With the current lack of alternatives and still no immediate action from the European Commission to propose a technical solution in the form of a so-called “low-level presence (LLP) threshold” for food and feed, this situation will leave Europe’s farmers, livestock producers and agricultural trade, “as well as food and feed processing industries, in an extremely precarious position, keeping the global competitiveness of the EU agricultural sector at risk,” FEDIOL said. “The threat of layoffs in the trade and processing industries of already vulnerable livestock farmers going out of business, and of consumers being hit through knock-on effects on choice, availability and price all still remain.”
FEDIOL further urged EU Health Commissioner Androulla Vassiliou to come forward urgently with a proposed technical solution on zero tolerance for food and feed. “Without it, the situation could prove explosive for the whole food and feed chain,” FEDIOL said.
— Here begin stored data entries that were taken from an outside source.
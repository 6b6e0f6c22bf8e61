use gloo_timers::callback::Timeout;
use uuid::Uuid;
use yew::prelude::*;

const DEFAULT_DURATION_MS: u32 = 4000;

#[derive(Clone, Debug, PartialEq)]
pub enum ToastType {
    Success,
    Error,
}

impl ToastType {
    fn classes(&self) -> &'static str {
        match self {
            ToastType::Success => "bg-green-500 border-green-600",
            ToastType::Error => "bg-red-500 border-red-600",
        }
    }

    fn icon(&self) -> &'static str {
        match self {
            ToastType::Success => "✓",
            ToastType::Error => "✕",
        }
    }
}

#[derive(Clone, Debug, PartialEq)]
pub struct Toast {
    pub id: Uuid,
    pub message: String,
    pub toast_type: ToastType,
    pub duration: u32, // milliseconds
}

impl Toast {
    pub fn new(message: impl Into<String>, toast_type: ToastType) -> Self {
        Self {
            id: Uuid::new_v4(),
            message: message.into(),
            toast_type,
            duration: DEFAULT_DURATION_MS,
        }
    }

    pub fn with_duration(mut self, duration: u32) -> Self {
        self.duration = duration;
        self
    }
}

#[derive(Clone, Debug, PartialEq)]
pub struct ToastContext {
    pub toasts: Vec<Toast>,
    pub add_toast: Callback<Toast>,
    pub remove_toast: Callback<Uuid>,
}

impl ToastContext {
    pub fn success(&self, message: impl Into<String>) {
        self.add_toast.emit(Toast::new(message, ToastType::Success));
    }

    pub fn error(&self, message: impl Into<String>) {
        self.add_toast.emit(Toast::new(message, ToastType::Error));
    }
}

#[derive(Properties, Clone, PartialEq)]
pub struct ToastProviderProps {
    #[prop_or_default]
    pub children: Children,
}

#[function_component(ToastProvider)]
pub fn toast_provider(props: &ToastProviderProps) -> Html {
    // use_reducer keeps concurrent adds/removes from overwriting each other
    let toasts = use_reducer(ToastList::default);

    let add_toast = {
        let toasts = toasts.dispatcher();
        Callback::from(move |toast: Toast| {
            let toast_id = toast.id;
            let duration = toast.duration;
            toasts.dispatch(ToastListAction::Add(toast));

            let toasts = toasts.clone();
            Timeout::new(duration, move || {
                toasts.dispatch(ToastListAction::Remove(toast_id));
            })
            .forget();
        })
    };

    let remove_toast = {
        let toasts = toasts.dispatcher();
        Callback::from(move |id: Uuid| toasts.dispatch(ToastListAction::Remove(id)))
    };

    let context = ToastContext {
        toasts: toasts.items.clone(),
        add_toast,
        remove_toast,
    };

    html! {
        <ContextProvider<ToastContext> context={context}>
            <div class="toast-container">
                {props.children.clone()}
                <ToastStack />
            </div>
        </ContextProvider<ToastContext>>
    }
}

#[derive(Clone, Debug, Default, PartialEq)]
struct ToastList {
    items: Vec<Toast>,
}

enum ToastListAction {
    Add(Toast),
    Remove(Uuid),
}

impl Reducible for ToastList {
    type Action = ToastListAction;

    fn reduce(self: std::rc::Rc<Self>, action: Self::Action) -> std::rc::Rc<Self> {
        let mut items = self.items.clone();
        match action {
            ToastListAction::Add(toast) => items.push(toast),
            ToastListAction::Remove(id) => items.retain(|t| t.id != id),
        }
        std::rc::Rc::new(Self { items })
    }
}

#[function_component(ToastStack)]
fn toast_stack() -> Html {
    let toast_context = use_context::<ToastContext>().expect("Toast context not found");

    html! {
        <div class="fixed top-4 right-4 z-50 space-y-2">
            {toast_context.toasts.iter().map(|toast| {
                html! {
                    <ToastItem key={toast.id.to_string()} toast={toast.clone()} />
                }
            }).collect::<Html>()}
        </div>
    }
}

#[derive(Properties, Clone, PartialEq)]
struct ToastItemProps {
    toast: Toast,
}

#[function_component(ToastItem)]
fn toast_item(props: &ToastItemProps) -> Html {
    let toast_context = use_context::<ToastContext>().expect("Toast context not found");

    let on_close = {
        let remove_toast = toast_context.remove_toast.clone();
        let toast_id = props.toast.id;
        Callback::from(move |_: MouseEvent| remove_toast.emit(toast_id))
    };

    html! {
        <div class={classes!(
            "flex", "items-center", "p-4", "rounded-lg", "shadow-lg", "border-l-4", "text-white", "min-w-80", "max-w-md",
            props.toast.toast_type.classes()
        )}>
            <span class="flex-shrink-0 mr-3 text-lg font-bold">{props.toast.toast_type.icon()}</span>
            <p class="flex-1 text-sm font-medium">{&props.toast.message}</p>
            <button
                onclick={on_close}
                class="flex-shrink-0 ml-3 text-white hover:text-gray-200 focus:outline-none"
            >
                {"×"}
            </button>
        </div>
    }
}
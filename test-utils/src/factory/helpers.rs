//! Shared helper utilities for factory methods.
//!
//! This module provides common utilities used across all factory modules,
//! including ID generation and convenience methods for creating entities
//! with their dependencies.

use sea_orm::{DatabaseConnection, DbErr};

/// Counter for generating unique names in tests.
static COUNTER: std::sync::atomic::AtomicU64 = std::sync::atomic::AtomicU64::new(1);

/// Gets the next unique counter value for test data.
///
/// # Returns
/// - `u64` - Next unique counter value
pub fn next_id() -> u64 {
    COUNTER.fetch_add(1, std::sync::atomic::Ordering::SeqCst)
}

/// Creates a group along with the location and status it references.
///
/// # Returns
/// - `Ok((location, status, group))` - Tuple of all created entities
/// - `Err(DbErr)` - Database error during creation
pub async fn create_group_with_dependencies(
    db: &DatabaseConnection,
) -> Result<
    (
        entity::location::Model,
        entity::status::Model,
        entity::student_group::Model,
    ),
    DbErr,
> {
    let location = crate::factory::location::create_location(db).await?;
    let status = crate::factory::status::create_status(db).await?;
    let group = crate::factory::group::create_group(db, location.id, status.id).await?;

    Ok((location, status, group))
}

/// Creates a student along with its group, English level and expert.
///
/// # Returns
/// - `Ok((group, student))` - The created group and student
/// - `Err(DbErr)` - Database error during creation
pub async fn create_student_with_dependencies(
    db: &DatabaseConnection,
) -> Result<(entity::student_group::Model, entity::student::Model), DbErr> {
    let (_, _, group) = create_group_with_dependencies(db).await?;
    let level = crate::factory::english_level::create_english_level(db).await?;
    let expert = crate::factory::expert::create_expert(db).await?;
    let student = crate::factory::student::create_student(db, group.id, level.id, expert.id).await?;

    Ok((group, student))
}
use sea_orm::DatabaseConnection;

use crate::server::{data::user::UserRepository, error::AppError, model::user::User};

mod group;
mod student;

/// Loads the domain user for a factory-created user row.
async fn load_user(db: &DatabaseConnection, id: i32) -> Result<User, AppError> {
    Ok(UserRepository::new(db)
        .find_by_id(id)
        .await?
        .expect("factory user exists"))
}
In other trade imbroglios, the European Biodiesel Board said it suspects U.S. competitors are exporting a new blend to Europe to avoid EU tariffs that stopped millions of dollars in international fuel commerce.

The EU, the world’s biggest biodiesel market, imposed tariffs in March and five-year measures in July to counter the U.S.’ $1-per-gallon blender credit, which it says allow American producers to sell biodiesel in Europe under production costs. Biopetrol AG, the producer based in Zug, Switzerland, and other interests of Europe’s biodiesel industry have been aggressive in their statements regarding imports, not only from the U.S. but also South America and palm methyl esters from Asia.

“We are worried about trade that may undermine the effect of the duties,” Amandine Lacourt, spokesperson for EBB, told Bloomberg in early November. “It’s a matter of survival for European producers to have these measures in place given the market distortions caused by the U.S.”

EBB has consistently lobbied to widen the “anti-dumping” legislation that currently covers blends of B20 and above. According to the Office of the U.S. Trade representative, 140,000 tons (42 million gallons) of U.S. biodiesel in the form of blends not covered by the duties have entered the EU since April. Despite the controversy, Netherland’s Port of Rotterdam, where almost all biodiesel imports enter the EU before they are distributed, reported in October that it is increasing its methyl ester handling capacity.